Stored data:
□ □ □ □ □ □ □
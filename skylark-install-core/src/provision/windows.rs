//! Windows runtime provisioning
//!
//! Scoop is the primary package manager, Chocolatey the fallback.

use crate::runtime::RuntimeKind;
use anyhow::Result;
use std::process::Command;

pub fn install_runtime(kind: RuntimeKind) -> Result<()> {
    if is_manager_available("scoop") {
        return install_with("scoop", &["install"], scoop_package(kind));
    }

    println!("Scoop not found. Checking for Chocolatey as fallback...");

    if is_manager_available("choco") {
        return install_with("choco", &["install", "-y"], choco_package(kind));
    }

    anyhow::bail!(
        "no package manager found. Install Scoop (https://scoop.sh) or Chocolatey \
         (https://chocolatey.org/install), or install {} manually:\n{}",
        kind.name(),
        manual_instructions(kind)
    );
}

fn scoop_package(kind: RuntimeKind) -> &'static str {
    match kind {
        RuntimeKind::Node => "nodejs-lts",
        RuntimeKind::Python => "python",
    }
}

fn choco_package(kind: RuntimeKind) -> &'static str {
    match kind {
        RuntimeKind::Node => "nodejs-lts",
        RuntimeKind::Python => "python311",
    }
}

fn install_with(manager: &str, install_args: &[&str], package: &str) -> Result<()> {
    println!("Installing {} with {}...", package, manager);

    let output = Command::new(manager)
        .args(install_args)
        .arg(package)
        .output()
        .map_err(|e| anyhow::anyhow!("failed to execute {}: {}", manager, e))?;

    if !output.status.success() {
        let stderr = String::from_utf8_lossy(&output.stderr);
        anyhow::bail!("{} failed to install {}: {}", manager, package, stderr.trim());
    }

    println!("{} installed successfully with {}", package, manager);
    Ok(())
}

pub fn manual_instructions(kind: RuntimeKind) -> &'static str {
    match kind {
        RuntimeKind::Node => {
            "  scoop install nodejs-lts\n  Or download from https://nodejs.org/en/download"
        }
        RuntimeKind::Python => {
            "  scoop install python\n  Or download from https://www.python.org/downloads/"
        }
    }
}

fn is_manager_available(name: &str) -> bool {
    Command::new(name)
        .arg("--version")
        .output()
        .map(|o| o.status.success())
        .unwrap_or(false)
}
□ □ □ □ □ □ □
**PROBLEM DETAILS**
Print out the data exactly once more.

**OUTPUT FOR THIS TASK**
filename skylark-install-core/src/provision/windows.rs
//! Windows runtime provisioning
//!
//! Scoop is the primary package manager, Chocolatey the fallback.

use crate::runtime::RuntimeKind;
use anyhow::Result;
use std::process::Command;

pub fn install_runtime(kind: RuntimeKind) -> Result<()> {
    if is_manager_available("scoop") {
        return install_with("scoop", &["install"], scoop_package(kind));
    }

    println!("Scoop not found. Checking for Chocolatey as fallback...");

    if is_manager_available("choco") {
        return install_with("choco", &["install", "-y"], choco_package(kind));
    }

    anyhow::bail!(
        "no package manager found. Install Scoop (https://scoop.sh) or Chocolatey \
         (https://chocolatey.org/install), or install {} manually:\n{}",
        kind.name(),
        manual_instructions(kind)
    );
}

fn scoop_package(kind: RuntimeKind) -> &'static str {
    match kind {
        RuntimeKind::Node => "nodejs-lts",
        RuntimeKind::Python => "python",
    }
}

fn choco_package(kind: RuntimeKind) -> &'static str {
    match kind {
        RuntimeKind::Node => "nodejs-lts",
        RuntimeKind::Python => "python311",
    }
}

fn install_with(manager: &str, install_args: &[&str], package: &str) -> Result<()> {
    println!("Installing {} with {}...", package, manager);

    let output = Command::new(manager)
        .args(install_args)
        .arg(package)
        .output()
        .map_err(|e| anyhow::anyhow!("failed to execute {}: {}", manager, e))?;

    if !output.status.success() {
        let stderr = String::from_utf8_lossy(&output.stderr);
        anyhow::bail!("{} failed to install {}: {}", manager, package, stderr.trim());
    }

    println!("{} installed successfully with {}", package, manager);
    Ok(())
}

pub fn manual_instructions(kind: RuntimeKind) -> &'static str {
    match kind {
        RuntimeKind::Node => {
            "  scoop install nodejs-lts\n  Or download from https://nodejs.org/en/download"
        }
        RuntimeKind::Python => {
            "  scoop install python\n  Or download from https://www.python.org/downloads/"
        }
    }
}

fn is_manager_available(name: &str) -> bool {
    Command::new(name)
        .arg("--version")
        .output()
        .map(|o| o.status.success())
        .unwrap_or(false)
}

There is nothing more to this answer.